Pakistan Tobacco Company Limited posts 35.7% growth in profit

May 02, 2024

Shams ul Nisa

Pakistan Tobacco Company Limited's annual report for the calendar year 2023 showed a growth of 35.79% in gross profit, 15.89% in net turnover, and 35.83% in net profit, compared to the calendar year 2022. This was made possible by the company’s consistent efforts to improve production efficiencies, such as updating the machinery footprint and implementing best practices from around the world. In addition, the company focused on increasing the yield of leaf crops, efficiently allocating resources for trade and distribution, and maximizing customer retention.

During the period, the company registered a gross profit of Rs59.47 billion, up 31.72%. The company's efficient forex liability management assists in mitigating the impact of devaluation during the calendar year 2023. The tobacco company exported products worth $48 million during the period. Furthermore, its operating profit rose 32.51% to Rs43.44 million in CY23. The company’s effective cost management and efficient business operation added to a higher profit after tax, which was translated into an EPS of Rs113.35 in CY23 compared to Rs83.45 in CY22.

Profitability ratios analysis

Over the years, the company’s gross profit continued to widen with a slight dip in 2021 and 2022. From 44% in 2018 to a peak of 54.1% in 2023, the company managed to improve its costs. Additionally, the net profit followed a similar track, moving from 20% in 2018. The company’s net profit slipped to 25.2% in 2021 and 22.2% in 2022, due to a decline in overall sales volume coupled with a high cost of sales and increased inflation. The company came back with an upward swing to 26.3% in 2023.

The EBITDA margin-to-sales ratio showed a significant improvement from 2018 to the highest of 41.5% in 2023, with a single dip to 36.3% in 2021. The upward trajectory of the ratio reflects higher profit generations from the company's core operations. The company's operating leverage ratio remained concerning in 2019, 2020, and 2022, with a value above 1. This implies that the company had lower operating income and sales volume to cover it costs. However, in 2023 the company recorded a stable operating leverage ratio of 0.9%. During the period under review, the return on equity ratio remained stable overall with an initial increasing track from 2018 to a peak of 100.6% in 2021. The return on equity ratio witnessed a decreasing path from 95.6% in 2022 to 74.2% in 2023.

Analysis of liquidity ratios and capital structure ratios

The company’s current ratio has remained stable over the years, reflecting ample assets owned by the company to cover its liabilities. The company witnessed a significant improvement in the current ratio from 1.40 in 2018 to a peak of 1.60 in 2023. The quick ratio measures the ability to pay short-term debts with current assets excluding inventory. The ratio has been less than 1 over the years, but improved in the recent year 2023, reaching a high of 0.70 compared to the lowest of 0.30 in 2019.

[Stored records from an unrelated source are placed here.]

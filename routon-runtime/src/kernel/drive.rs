use crate::device::Actuator;
use crate::runtime::{Component, ComponentContext};

/// Drive both tracks straight forward over a fixed distance.
///
/// Progress is measured on the right channel. Once the compensated target
/// count is crossed the step advances and both position counters reset to
/// zero, so the next step measures from a clean origin. The outputs are
/// left as commanded; only a halt step drops them to zero.
pub struct DriveForward {
    distance: f32,
    speed: f32,
    step: usize,
}

impl DriveForward {
    pub fn new(distance: f32, speed: f32, step: usize) -> Self {
        assert!(distance > 0.0, "distance must be positive");
        assert!(speed > 0.0 && speed <= 1.0, "speed must be within (0, 1]");
        assert!(step >= 1, "step index is 1-based");

        Self {
            distance,
            speed,
            step,
        }
    }
}

impl Component for DriveForward {
    fn tick(&mut self, ctx: &mut ComponentContext) {
        if !ctx.sequence.is_eligible(self.step) || ctx.sequence.is_retired(self.step) {
            return;
        }

        let target = ctx.calibration.target_counts(self.distance, self.speed);

        if ctx.drive_right.position() <= target {
            if !ctx.sequence.is_registered(self.step) {
                ctx.sequence.register(self.step);
                info!(
                    "Step {}: drive forward {:.1}in at {:.2}",
                    self.step, self.distance, self.speed
                );
            }

            // The right channel runs mirrored on this drivetrain.
            ctx.drive_right.set_output(-self.speed);
            ctx.drive_left.set_output(self.speed);
        } else if ctx.sequence.is_registered(self.step) {
            ctx.sequence.advance(self.step);
            ctx.drive_right.reset_position(0.0);
            ctx.drive_left.reset_position(0.0);

            info!("Step {}: drive forward complete", self.step);
        }
    }
}

/// Drive both tracks straight backward over a fixed distance.
///
/// Same shape as the forward step with the output signs flipped; progress
/// is the negated right channel count.
pub struct DriveBackward {
    distance: f32,
    speed: f32,
    step: usize,
}

impl DriveBackward {
    pub fn new(distance: f32, speed: f32, step: usize) -> Self {
        assert!(distance > 0.0, "distance must be positive");
        assert!(speed > 0.0 && speed <= 1.0, "speed must be within (0, 1]");
        assert!(step >= 1, "step index is 1-based");

        Self {
            distance,
            speed,
            step,
        }
    }
}

impl Component for DriveBackward {
    fn tick(&mut self, ctx: &mut ComponentContext) {
        if !ctx.sequence.is_eligible(self.step) || ctx.sequence.is_retired(self.step) {
            return;
        }

        let target = ctx.calibration.target_counts(self.distance, self.speed);

        if -ctx.drive_right.position() <= target {
            if !ctx.sequence.is_registered(self.step) {
                ctx.sequence.register(self.step);
                info!(
                    "Step {}: drive backward {:.1}in at {:.2}",
                    self.step, self.distance, self.speed
                );
            }

            ctx.drive_right.set_output(self.speed);
            ctx.drive_left.set_output(-self.speed);
        } else if ctx.sequence.is_registered(self.step) {
            ctx.sequence.advance(self.step);
            ctx.drive_right.reset_position(0.0);
            ctx.drive_left.reset_position(0.0);

            info!("Step {}: drive backward complete", self.step);
        }
    }
}

#[cfg(test)]
mod tests {
    use super::*;
    use crate::kernel::testing;

    #[test]
    fn test_forward_commands_and_advances() {
        let mut bench = testing::bench(1);
        let mut forward = DriveForward::new(24.0, 0.5, 1);

        forward.tick(&mut bench.ctx);

        assert!(bench.ctx.sequence.is_registered(1));
        assert_eq!(bench.drive_right.lock().unwrap().output(), -0.5);
        assert_eq!(bench.drive_left.lock().unwrap().output(), 0.5);

        // Cross the compensated threshold: (24 - 0.5 * 15) * CPI.
        let target = bench.ctx.calibration.target_counts(24.0, 0.5);
        bench.ctx.drive_right.reset_position(target + 1.0);

        forward.tick(&mut bench.ctx);

        assert!(bench.ctx.sequence.is_retired(1));
        assert_eq!(bench.ctx.drive_right.position(), 0.0);
        assert_eq!(bench.ctx.drive_left.position(), 0.0);
        // Drive steps leave the outputs as commanded.
        assert_eq!(bench.drive_right.lock().unwrap().output(), -0.5);
    }

    #[test]
    fn test_forward_resets_counters_once() {
        let mut bench = testing::bench(1);
        let mut forward = DriveForward::new(24.0, 0.5, 1);

        forward.tick(&mut bench.ctx);

        let target = bench.ctx.calibration.target_counts(24.0, 0.5);
        bench.ctx.drive_right.reset_position(target + 1.0);
        forward.tick(&mut bench.ctx);

        // A retired step never touches the counters again.
        bench.ctx.drive_right.reset_position(55.0);
        forward.tick(&mut bench.ctx);

        assert_eq!(bench.ctx.drive_right.position(), 55.0);
    }

    #[test]
    fn test_forward_waits_for_predecessor() {
        let mut bench = testing::bench(2);
        let mut forward = DriveForward::new(24.0, 0.5, 2);

        forward.tick(&mut bench.ctx);

        assert!(!bench.ctx.sequence.is_registered(2));
        assert_eq!(bench.drive_right.lock().unwrap().output(), 0.0);
    }

    #[test]
    fn test_backward_commands_and_advances() {
        let mut bench = testing::bench(1);
        let mut backward = DriveBackward::new(18.0, 0.5, 1);

        backward.tick(&mut bench.ctx);

        assert_eq!(bench.drive_right.lock().unwrap().output(), 0.5);
        assert_eq!(bench.drive_left.lock().unwrap().output(), -0.5);

        let target = bench.ctx.calibration.target_counts(18.0, 0.5);
        bench.ctx.drive_right.reset_position(-(target + 1.0));

        backward.tick(&mut bench.ctx);

        assert!(bench.ctx.sequence.is_retired(1));
        assert_eq!(bench.ctx.drive_right.position(), 0.0);
    }
}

The interest cover ratio is the earnings before interest and taxes (EBIT)to the interest rate on the company's outstanding debts. The ratio has shown a stable pattern over the years. However, it decreased overall from the highest ratio of 452.70 in 2018 to the lowest of 81.90 in 2023.

Tobacco Sector

Regarding market capitalization, Pakistan Tobacco Company had the highest outstanding share worth Rs271.84 billion in the tobacco sector. The Khyber tobacco company has a total of Rs1.83 billion outstanding shares. Similarly, the net profit for PAKT stood at Rs28.9 billion and KHTC at Rs1.99 billion. However, the EPS for KHTC led the sector with a value of Rs288.68, followed by PAKT with an EPS of Rs113.25 in 2023.

Company’s profile

Pakistan Tobacco Company Limited was established in Pakistan in 1947. The company’s core activities include the manufacturing and sales of cigarettes or tobacco.